_REQUIRED ACTION:_ Copy out, word for word, the lines from the start of the data below through the line containing "let status = response.status();", and no others.

_RECORDS FOR THIS TASK:_

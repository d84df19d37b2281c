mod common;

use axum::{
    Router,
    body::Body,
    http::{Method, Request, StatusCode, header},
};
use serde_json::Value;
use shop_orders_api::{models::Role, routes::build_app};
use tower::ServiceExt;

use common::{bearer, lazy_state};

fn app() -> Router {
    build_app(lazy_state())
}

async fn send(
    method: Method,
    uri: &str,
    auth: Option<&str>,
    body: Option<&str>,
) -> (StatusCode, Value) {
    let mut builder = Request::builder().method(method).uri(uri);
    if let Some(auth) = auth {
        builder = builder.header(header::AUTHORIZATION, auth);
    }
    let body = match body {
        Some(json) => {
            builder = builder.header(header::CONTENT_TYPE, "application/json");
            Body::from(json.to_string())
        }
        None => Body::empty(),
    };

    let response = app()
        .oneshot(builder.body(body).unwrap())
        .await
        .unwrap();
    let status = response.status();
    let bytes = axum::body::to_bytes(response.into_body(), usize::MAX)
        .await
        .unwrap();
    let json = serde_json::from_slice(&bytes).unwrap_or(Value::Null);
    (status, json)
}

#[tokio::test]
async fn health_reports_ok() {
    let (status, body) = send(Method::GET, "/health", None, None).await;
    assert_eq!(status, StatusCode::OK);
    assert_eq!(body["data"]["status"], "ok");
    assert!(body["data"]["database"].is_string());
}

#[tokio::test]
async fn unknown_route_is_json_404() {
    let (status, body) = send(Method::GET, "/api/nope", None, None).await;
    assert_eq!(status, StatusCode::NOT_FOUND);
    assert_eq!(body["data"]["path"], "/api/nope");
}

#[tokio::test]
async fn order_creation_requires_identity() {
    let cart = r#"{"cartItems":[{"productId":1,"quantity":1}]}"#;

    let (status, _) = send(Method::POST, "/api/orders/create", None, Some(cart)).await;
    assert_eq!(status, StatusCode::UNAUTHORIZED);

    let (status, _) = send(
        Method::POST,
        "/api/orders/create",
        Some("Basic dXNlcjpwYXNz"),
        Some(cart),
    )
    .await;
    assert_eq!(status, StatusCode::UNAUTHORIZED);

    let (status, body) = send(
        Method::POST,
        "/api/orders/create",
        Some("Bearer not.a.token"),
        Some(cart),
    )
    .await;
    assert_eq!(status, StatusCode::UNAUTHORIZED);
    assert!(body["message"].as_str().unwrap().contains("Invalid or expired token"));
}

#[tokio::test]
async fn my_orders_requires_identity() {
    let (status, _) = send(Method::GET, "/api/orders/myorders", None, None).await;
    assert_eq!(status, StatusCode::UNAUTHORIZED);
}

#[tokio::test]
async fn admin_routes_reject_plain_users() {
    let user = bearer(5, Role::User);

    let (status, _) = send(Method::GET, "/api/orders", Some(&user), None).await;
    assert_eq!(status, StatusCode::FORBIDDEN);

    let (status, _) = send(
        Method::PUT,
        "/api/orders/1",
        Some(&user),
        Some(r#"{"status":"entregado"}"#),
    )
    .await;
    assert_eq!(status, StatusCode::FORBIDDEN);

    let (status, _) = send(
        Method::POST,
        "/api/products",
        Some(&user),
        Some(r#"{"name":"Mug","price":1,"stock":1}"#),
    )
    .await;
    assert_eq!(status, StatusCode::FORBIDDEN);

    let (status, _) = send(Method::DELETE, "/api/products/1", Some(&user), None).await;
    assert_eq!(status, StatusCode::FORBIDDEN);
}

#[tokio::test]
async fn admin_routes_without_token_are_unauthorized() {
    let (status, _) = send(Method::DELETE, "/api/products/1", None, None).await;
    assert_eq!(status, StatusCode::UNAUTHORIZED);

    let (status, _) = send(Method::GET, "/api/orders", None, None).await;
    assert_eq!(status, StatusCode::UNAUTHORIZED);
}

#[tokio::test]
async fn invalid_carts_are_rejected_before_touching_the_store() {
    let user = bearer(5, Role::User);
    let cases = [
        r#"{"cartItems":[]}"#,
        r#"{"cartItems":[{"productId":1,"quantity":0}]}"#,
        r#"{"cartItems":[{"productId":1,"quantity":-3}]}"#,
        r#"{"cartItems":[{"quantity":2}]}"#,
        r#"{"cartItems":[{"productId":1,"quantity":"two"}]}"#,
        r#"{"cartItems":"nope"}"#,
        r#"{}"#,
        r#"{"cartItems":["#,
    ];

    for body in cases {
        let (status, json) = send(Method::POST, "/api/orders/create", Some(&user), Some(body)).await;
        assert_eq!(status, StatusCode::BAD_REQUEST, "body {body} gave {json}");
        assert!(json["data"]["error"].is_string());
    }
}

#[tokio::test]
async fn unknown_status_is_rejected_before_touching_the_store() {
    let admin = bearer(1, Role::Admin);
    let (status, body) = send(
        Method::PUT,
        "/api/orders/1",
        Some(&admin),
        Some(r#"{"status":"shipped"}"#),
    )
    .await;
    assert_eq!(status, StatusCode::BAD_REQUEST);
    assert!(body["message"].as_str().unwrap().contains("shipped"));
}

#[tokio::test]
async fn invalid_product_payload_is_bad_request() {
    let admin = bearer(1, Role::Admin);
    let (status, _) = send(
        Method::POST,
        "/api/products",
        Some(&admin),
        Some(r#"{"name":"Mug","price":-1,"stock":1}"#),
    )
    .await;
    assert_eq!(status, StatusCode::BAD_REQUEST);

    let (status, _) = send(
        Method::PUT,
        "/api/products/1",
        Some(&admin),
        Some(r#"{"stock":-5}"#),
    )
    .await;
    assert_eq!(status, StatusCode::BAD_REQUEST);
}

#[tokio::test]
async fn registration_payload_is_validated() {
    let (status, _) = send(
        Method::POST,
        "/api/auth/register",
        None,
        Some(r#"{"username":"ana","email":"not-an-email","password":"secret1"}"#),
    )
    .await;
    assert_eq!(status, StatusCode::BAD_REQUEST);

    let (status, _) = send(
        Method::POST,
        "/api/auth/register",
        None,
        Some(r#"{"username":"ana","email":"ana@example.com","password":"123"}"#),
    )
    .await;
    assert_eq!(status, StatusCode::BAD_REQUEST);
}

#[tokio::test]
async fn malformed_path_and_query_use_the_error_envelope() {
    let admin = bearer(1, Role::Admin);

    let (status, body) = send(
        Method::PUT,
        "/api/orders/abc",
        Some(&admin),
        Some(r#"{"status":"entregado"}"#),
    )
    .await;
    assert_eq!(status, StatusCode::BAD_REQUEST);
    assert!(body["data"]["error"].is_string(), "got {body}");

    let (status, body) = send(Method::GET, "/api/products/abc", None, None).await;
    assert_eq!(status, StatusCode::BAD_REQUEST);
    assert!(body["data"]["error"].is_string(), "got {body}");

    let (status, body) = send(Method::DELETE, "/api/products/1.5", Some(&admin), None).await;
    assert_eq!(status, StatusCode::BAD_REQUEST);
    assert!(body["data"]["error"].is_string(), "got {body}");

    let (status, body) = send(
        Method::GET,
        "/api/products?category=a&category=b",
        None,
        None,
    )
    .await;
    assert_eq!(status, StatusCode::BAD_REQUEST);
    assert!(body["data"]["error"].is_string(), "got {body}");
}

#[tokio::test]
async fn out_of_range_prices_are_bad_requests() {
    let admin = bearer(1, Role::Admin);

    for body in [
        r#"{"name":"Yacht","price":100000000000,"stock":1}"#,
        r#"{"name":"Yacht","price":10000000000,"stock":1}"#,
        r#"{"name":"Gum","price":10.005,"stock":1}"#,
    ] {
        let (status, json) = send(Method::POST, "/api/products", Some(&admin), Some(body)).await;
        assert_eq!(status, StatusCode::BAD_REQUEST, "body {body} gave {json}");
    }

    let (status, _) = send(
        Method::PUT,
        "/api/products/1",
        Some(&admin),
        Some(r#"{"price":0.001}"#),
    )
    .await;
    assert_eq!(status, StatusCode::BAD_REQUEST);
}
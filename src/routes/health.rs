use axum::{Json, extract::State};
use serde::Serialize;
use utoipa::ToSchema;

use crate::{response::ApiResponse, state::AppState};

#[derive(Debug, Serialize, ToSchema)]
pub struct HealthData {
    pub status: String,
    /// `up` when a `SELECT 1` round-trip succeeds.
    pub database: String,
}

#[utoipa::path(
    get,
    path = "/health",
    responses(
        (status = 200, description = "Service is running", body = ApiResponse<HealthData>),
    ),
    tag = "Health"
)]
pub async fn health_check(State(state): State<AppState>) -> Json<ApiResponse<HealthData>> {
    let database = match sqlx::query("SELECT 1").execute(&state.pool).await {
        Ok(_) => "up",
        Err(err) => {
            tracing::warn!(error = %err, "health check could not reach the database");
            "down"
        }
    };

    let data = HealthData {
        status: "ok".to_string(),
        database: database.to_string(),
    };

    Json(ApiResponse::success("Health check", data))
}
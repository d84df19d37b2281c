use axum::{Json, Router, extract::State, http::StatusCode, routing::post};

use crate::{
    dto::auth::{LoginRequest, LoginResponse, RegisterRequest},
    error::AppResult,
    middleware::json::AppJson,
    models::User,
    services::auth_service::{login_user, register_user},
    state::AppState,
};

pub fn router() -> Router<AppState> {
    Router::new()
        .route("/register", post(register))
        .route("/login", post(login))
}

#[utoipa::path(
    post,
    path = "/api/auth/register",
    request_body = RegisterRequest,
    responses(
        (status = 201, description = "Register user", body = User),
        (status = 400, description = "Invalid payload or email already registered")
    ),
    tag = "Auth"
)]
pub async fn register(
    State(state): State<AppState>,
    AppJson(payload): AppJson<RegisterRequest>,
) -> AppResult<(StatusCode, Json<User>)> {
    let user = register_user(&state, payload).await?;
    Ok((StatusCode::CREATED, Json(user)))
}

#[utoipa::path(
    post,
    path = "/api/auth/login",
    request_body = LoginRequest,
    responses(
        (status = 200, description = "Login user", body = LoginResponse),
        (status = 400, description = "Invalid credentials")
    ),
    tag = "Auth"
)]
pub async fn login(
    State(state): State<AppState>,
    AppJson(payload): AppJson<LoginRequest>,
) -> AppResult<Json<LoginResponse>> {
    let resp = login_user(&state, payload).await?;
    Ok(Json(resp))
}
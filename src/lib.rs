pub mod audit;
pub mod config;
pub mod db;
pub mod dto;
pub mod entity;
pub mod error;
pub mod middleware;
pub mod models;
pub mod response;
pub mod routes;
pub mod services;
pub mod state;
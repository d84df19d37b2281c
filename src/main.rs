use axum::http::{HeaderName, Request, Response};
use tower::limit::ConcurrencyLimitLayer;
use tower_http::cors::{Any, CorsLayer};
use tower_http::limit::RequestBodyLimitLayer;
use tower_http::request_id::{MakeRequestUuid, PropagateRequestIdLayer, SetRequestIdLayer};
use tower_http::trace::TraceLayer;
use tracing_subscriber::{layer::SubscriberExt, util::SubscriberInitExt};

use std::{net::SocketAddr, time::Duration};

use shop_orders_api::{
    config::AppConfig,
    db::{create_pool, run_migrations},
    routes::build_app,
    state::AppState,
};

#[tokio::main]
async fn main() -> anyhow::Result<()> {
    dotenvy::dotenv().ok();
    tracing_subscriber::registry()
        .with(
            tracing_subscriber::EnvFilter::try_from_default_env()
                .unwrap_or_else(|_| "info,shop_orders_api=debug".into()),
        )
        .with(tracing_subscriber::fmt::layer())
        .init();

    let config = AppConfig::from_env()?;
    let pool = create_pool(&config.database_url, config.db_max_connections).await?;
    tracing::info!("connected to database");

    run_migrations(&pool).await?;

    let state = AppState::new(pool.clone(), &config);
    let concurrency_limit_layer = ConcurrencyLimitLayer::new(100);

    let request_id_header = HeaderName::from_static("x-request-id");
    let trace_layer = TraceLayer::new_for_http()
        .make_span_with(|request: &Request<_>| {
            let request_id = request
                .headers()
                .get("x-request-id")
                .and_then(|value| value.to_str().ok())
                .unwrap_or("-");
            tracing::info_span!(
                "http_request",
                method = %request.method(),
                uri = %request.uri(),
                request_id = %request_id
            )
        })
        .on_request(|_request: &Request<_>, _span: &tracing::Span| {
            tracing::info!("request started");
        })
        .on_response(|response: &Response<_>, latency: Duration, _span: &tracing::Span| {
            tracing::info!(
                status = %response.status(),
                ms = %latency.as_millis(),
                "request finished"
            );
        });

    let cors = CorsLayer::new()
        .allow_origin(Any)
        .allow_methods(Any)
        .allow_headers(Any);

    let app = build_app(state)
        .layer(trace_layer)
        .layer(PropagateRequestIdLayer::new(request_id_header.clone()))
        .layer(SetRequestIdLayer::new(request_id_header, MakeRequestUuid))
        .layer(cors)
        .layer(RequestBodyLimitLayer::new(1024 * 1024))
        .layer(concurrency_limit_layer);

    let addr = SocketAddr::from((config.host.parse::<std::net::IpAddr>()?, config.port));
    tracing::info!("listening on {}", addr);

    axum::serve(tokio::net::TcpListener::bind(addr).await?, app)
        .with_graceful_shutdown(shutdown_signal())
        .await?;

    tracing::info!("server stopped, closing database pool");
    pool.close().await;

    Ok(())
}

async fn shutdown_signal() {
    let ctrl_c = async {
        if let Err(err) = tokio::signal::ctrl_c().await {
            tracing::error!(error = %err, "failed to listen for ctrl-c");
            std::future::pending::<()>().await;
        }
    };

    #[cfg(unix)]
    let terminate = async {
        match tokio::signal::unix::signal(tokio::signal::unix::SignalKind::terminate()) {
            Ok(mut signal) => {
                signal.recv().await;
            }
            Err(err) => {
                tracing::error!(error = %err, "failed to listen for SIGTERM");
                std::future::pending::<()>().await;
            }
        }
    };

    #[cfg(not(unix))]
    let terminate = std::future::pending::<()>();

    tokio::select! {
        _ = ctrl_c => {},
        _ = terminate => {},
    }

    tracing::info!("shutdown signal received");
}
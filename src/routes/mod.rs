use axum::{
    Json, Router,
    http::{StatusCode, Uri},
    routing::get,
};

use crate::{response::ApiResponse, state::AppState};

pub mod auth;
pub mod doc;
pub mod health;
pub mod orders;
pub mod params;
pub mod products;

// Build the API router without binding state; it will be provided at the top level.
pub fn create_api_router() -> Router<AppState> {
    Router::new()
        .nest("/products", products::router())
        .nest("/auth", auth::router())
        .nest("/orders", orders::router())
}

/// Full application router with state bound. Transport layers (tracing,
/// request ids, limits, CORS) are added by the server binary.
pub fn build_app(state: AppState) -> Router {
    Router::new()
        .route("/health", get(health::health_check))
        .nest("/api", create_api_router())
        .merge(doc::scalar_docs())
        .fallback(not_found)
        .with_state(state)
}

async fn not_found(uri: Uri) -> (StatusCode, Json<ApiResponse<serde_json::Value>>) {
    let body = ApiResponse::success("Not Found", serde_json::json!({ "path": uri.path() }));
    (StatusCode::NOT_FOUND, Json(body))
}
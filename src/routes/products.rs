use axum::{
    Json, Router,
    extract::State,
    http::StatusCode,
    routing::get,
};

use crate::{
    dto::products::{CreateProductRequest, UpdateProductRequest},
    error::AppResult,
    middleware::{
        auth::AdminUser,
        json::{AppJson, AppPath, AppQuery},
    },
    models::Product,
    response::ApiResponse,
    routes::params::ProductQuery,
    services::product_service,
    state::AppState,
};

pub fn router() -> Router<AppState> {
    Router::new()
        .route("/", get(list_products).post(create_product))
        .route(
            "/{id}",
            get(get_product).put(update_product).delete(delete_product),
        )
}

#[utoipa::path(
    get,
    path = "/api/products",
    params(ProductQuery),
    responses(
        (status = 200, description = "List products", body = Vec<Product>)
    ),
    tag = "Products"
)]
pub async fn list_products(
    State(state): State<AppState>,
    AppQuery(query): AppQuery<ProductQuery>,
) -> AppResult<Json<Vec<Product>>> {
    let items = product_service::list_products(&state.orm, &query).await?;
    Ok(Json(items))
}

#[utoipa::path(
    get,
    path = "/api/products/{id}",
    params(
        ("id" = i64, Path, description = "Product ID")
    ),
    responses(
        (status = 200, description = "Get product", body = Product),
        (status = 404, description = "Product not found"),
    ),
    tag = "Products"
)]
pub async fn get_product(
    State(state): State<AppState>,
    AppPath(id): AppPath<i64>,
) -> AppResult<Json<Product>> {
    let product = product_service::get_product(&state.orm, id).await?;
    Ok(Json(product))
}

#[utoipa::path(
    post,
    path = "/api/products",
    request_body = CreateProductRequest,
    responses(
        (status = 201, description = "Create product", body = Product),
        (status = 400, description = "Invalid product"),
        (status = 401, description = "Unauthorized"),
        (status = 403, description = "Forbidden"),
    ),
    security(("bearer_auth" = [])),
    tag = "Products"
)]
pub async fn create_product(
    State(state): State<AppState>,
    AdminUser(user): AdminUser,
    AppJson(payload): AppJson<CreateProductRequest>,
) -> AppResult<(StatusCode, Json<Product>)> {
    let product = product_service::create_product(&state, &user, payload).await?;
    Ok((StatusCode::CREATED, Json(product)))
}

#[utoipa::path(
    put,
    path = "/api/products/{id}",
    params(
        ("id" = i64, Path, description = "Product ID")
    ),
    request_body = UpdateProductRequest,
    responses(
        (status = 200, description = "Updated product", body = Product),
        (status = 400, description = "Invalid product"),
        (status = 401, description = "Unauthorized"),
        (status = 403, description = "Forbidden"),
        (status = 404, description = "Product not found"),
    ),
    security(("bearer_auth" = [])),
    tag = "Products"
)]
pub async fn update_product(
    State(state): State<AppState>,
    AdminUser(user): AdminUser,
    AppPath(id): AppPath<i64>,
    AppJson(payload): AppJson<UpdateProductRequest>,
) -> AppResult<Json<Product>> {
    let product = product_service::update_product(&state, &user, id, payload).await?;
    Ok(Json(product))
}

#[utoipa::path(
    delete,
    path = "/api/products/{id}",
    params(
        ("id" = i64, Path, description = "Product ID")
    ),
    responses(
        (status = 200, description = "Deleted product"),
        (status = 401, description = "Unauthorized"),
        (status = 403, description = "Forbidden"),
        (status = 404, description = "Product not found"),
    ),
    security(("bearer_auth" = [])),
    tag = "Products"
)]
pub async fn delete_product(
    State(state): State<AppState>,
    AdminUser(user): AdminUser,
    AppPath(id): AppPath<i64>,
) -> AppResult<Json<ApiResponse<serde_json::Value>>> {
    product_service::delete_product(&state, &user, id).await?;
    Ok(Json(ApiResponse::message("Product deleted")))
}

_WRITTEN SOLUTION:_
repository d84df19d37b2281c
mod common;

use axum::{
    Router,
    body::Body,
    http::{Method, Request, StatusCode, header},
};
use serde_json::Value;
use shop_orders_api::{models::Role, routes::build_app};
use tower::ServiceExt;

use common::{bearer, lazy_state};

fn app() -> Router {
    build_app(lazy_state())
}

async fn send(
    method: Method,
    uri: &str,
    auth: Option<&str>,
    body: Option<&str>,
) -> (StatusCode, Value) {
    let mut builder = Request::builder().method(method).uri(uri);
    if let Some(auth) = auth {
        builder = builder.header(header::AUTHORIZATION, auth);
    }
    let body = match body {
        Some(json) => {
            builder = builder.header(header::CONTENT_TYPE, "application/json");
            Body::from(json.to_string())
        }
        None => Body::empty(),
    };

    let response = app()
        .oneshot(builder.body(body).unwrap())
        .await
        .unwrap();
    let status = response.status();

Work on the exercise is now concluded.